WHAT NEEDS TO BE DONE: Reproduce exactly the lines from the top of the records below through the line holding "use crate::signals::Signals;".

━━ STUDY MATERIAL ━━

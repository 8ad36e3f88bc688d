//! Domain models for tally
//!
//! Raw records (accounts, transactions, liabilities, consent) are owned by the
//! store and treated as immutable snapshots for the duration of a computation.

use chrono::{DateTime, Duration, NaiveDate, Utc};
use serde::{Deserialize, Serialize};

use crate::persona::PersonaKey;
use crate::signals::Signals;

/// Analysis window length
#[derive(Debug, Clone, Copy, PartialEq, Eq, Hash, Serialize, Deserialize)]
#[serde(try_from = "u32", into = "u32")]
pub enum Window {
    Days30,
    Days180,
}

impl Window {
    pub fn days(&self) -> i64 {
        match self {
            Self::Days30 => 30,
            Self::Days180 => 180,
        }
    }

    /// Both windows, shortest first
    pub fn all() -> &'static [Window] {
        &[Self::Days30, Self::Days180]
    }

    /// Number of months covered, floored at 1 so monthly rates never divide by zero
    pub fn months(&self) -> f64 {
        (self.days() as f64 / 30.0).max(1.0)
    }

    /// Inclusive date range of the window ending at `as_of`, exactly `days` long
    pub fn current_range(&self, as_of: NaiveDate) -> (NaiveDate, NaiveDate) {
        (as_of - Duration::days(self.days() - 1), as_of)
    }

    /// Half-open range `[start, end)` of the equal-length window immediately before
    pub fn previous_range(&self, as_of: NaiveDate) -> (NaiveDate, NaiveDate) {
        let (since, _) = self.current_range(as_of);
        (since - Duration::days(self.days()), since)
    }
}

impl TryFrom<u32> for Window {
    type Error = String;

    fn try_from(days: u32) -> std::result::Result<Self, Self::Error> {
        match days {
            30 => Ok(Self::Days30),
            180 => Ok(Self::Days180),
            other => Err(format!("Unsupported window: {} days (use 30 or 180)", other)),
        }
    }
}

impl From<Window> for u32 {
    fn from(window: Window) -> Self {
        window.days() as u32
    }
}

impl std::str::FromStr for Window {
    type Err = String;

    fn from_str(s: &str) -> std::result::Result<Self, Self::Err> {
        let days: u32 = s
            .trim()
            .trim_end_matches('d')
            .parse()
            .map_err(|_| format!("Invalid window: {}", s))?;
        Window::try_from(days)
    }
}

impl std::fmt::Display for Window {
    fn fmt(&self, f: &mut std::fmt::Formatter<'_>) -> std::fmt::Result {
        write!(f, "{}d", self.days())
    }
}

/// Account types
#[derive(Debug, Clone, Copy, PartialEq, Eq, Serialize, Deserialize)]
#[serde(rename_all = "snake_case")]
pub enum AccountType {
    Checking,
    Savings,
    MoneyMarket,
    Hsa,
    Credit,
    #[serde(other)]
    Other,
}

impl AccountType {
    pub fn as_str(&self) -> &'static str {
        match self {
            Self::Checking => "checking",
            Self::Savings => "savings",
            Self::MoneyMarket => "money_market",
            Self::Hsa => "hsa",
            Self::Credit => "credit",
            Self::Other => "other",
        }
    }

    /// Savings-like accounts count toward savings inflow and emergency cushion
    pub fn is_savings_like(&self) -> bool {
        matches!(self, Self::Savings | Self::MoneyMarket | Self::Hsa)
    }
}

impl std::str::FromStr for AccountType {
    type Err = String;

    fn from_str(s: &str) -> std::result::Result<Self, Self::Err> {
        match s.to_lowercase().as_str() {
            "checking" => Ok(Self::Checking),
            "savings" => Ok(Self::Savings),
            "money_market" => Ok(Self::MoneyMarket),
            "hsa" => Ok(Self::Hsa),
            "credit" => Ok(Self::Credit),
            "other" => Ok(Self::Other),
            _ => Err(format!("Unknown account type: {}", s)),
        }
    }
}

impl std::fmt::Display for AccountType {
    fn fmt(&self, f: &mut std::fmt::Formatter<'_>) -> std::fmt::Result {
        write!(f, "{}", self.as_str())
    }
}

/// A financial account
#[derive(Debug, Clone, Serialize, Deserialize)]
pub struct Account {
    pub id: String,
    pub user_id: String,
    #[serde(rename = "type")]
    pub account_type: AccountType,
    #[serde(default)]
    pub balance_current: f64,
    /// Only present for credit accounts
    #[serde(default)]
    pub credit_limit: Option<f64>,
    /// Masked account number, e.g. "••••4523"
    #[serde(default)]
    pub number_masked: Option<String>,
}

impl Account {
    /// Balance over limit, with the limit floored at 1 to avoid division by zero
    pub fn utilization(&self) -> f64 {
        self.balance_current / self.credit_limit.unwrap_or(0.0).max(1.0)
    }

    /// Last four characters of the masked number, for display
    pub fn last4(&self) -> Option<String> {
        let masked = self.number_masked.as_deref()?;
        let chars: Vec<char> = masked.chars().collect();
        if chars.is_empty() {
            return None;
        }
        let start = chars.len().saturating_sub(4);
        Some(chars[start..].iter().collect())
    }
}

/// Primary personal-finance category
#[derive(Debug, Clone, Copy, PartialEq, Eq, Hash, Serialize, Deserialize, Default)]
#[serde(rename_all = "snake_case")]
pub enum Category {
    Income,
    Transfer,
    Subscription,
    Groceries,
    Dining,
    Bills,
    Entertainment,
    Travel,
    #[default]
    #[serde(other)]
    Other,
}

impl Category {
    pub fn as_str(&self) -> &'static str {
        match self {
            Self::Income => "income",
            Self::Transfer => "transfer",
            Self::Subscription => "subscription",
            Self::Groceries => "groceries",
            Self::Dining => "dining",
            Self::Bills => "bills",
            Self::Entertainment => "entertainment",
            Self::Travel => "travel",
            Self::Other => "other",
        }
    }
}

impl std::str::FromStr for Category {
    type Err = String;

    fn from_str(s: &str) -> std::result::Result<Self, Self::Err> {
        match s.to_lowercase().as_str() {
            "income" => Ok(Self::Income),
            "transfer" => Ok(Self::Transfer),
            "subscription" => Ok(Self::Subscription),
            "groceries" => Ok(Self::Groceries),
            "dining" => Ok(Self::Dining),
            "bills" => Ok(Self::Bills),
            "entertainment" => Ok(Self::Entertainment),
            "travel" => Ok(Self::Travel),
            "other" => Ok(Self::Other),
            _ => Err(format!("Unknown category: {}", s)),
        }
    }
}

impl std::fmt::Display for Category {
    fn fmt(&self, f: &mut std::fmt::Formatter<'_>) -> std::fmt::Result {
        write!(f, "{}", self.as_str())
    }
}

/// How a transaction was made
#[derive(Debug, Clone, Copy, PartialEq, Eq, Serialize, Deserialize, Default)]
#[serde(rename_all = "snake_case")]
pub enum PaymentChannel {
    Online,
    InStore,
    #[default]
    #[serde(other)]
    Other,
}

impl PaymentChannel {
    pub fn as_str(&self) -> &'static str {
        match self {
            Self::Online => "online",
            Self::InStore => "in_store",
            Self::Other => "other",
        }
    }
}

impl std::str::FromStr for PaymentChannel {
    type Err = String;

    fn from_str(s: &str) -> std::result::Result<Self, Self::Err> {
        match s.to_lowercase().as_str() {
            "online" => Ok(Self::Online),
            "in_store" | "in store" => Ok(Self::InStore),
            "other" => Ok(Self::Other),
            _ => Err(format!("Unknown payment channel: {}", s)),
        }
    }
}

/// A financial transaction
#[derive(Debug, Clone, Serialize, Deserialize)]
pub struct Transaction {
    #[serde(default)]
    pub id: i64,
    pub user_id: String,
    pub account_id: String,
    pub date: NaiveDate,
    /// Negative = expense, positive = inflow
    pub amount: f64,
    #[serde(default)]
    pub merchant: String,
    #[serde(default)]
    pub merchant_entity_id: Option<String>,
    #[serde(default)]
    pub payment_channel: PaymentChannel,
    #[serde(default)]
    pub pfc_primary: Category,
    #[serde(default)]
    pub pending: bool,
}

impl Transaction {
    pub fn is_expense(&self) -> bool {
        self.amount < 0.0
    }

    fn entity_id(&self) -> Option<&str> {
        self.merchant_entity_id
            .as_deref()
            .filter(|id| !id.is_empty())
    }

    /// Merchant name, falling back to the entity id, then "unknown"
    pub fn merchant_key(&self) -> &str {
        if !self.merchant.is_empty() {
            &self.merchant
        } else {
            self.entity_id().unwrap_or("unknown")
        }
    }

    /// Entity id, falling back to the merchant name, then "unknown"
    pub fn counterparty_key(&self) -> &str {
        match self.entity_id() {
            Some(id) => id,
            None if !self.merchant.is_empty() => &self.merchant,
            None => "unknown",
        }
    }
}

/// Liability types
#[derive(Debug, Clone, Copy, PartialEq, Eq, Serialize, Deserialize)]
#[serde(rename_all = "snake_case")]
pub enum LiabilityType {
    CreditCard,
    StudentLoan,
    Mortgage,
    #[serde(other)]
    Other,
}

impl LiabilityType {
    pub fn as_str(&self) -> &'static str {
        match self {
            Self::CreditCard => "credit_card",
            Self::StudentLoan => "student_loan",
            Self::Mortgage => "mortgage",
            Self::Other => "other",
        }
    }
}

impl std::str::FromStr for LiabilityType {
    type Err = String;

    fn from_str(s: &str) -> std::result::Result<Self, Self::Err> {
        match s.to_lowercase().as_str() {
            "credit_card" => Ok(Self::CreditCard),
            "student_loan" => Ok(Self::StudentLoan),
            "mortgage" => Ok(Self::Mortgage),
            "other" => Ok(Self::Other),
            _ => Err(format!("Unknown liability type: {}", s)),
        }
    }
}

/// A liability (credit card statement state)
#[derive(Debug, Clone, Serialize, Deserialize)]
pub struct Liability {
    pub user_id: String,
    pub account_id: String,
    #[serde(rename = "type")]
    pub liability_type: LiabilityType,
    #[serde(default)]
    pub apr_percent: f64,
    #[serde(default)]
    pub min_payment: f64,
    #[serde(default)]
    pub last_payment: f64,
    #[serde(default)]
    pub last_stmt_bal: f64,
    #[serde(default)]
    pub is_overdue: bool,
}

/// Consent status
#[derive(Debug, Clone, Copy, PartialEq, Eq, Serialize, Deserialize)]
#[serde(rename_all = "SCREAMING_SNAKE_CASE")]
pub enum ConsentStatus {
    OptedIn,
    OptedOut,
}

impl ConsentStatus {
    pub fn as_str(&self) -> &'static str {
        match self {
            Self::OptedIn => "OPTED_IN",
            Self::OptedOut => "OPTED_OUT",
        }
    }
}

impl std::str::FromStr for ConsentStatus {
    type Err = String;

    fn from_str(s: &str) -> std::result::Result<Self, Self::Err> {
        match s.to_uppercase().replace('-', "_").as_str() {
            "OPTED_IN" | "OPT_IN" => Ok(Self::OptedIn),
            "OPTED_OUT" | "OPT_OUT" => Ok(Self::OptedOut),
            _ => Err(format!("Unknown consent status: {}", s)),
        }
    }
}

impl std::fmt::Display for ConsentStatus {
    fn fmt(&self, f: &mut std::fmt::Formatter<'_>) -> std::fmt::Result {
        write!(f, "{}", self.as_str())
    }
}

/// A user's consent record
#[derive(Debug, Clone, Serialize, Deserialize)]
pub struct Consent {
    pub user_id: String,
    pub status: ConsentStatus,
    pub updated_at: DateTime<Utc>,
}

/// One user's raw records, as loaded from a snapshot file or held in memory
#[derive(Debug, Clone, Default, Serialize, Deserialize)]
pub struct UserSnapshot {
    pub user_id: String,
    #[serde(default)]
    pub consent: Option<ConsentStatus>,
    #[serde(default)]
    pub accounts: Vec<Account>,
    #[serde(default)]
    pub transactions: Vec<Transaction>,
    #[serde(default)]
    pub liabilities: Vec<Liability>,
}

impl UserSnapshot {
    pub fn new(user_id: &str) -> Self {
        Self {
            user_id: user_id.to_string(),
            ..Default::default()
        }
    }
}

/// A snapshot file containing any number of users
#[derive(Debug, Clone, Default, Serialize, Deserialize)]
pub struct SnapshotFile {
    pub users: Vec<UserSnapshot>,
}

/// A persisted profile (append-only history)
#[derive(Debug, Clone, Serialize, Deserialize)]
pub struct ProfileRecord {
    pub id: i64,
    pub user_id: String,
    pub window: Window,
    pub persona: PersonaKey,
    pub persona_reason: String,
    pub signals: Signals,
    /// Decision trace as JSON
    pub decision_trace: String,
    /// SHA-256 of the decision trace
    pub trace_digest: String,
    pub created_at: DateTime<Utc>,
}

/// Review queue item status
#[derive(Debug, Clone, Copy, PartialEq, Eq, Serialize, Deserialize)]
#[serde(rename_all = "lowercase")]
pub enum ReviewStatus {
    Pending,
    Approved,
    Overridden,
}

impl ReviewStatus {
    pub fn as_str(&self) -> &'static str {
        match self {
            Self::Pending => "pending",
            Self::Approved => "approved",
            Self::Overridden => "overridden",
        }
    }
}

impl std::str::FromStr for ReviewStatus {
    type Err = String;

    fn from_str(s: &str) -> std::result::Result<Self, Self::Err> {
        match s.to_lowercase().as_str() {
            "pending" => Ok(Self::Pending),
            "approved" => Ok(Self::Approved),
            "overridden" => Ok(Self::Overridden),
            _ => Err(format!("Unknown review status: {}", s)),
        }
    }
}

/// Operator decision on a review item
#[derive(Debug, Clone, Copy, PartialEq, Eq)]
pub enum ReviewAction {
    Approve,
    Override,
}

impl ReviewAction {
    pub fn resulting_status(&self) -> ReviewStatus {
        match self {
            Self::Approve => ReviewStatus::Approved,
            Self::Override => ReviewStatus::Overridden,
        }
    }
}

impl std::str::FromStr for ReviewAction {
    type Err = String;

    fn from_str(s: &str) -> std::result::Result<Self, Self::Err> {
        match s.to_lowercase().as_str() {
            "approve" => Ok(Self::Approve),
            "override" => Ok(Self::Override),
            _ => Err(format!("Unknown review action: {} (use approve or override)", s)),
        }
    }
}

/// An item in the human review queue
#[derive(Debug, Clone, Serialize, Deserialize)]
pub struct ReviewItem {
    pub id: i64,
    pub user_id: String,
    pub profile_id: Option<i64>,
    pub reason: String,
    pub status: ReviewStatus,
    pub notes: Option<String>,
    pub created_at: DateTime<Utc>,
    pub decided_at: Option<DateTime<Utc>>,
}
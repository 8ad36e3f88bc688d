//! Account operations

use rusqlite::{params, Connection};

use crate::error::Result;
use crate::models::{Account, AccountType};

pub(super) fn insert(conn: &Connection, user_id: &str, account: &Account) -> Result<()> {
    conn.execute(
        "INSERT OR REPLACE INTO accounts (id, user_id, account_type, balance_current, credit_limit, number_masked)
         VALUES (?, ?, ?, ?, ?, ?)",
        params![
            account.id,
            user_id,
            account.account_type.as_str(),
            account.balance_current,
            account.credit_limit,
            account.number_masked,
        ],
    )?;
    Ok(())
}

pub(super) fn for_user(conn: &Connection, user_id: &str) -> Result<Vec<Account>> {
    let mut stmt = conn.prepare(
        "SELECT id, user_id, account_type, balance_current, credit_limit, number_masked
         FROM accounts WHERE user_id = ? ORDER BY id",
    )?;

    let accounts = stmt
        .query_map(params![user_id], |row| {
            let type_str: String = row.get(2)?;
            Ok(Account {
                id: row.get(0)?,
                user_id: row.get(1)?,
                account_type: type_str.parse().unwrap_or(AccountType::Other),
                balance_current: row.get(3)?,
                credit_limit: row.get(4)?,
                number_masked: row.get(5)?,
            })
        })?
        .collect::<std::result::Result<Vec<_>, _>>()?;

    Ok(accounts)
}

━━━

PROBLEM SOLUTION:
repository 8ad36e3f88bc688d
//! Domain models for tally
//!
//! Raw records (accounts, transactions, liabilities, consent) are owned by the
//! store and treated as immutable snapshots for the duration of a computation.

use chrono::{DateTime, Duration, NaiveDate, Utc};
use serde::{Deserialize, Serialize};

use crate::persona::PersonaKey;
use crate::signals::Signals;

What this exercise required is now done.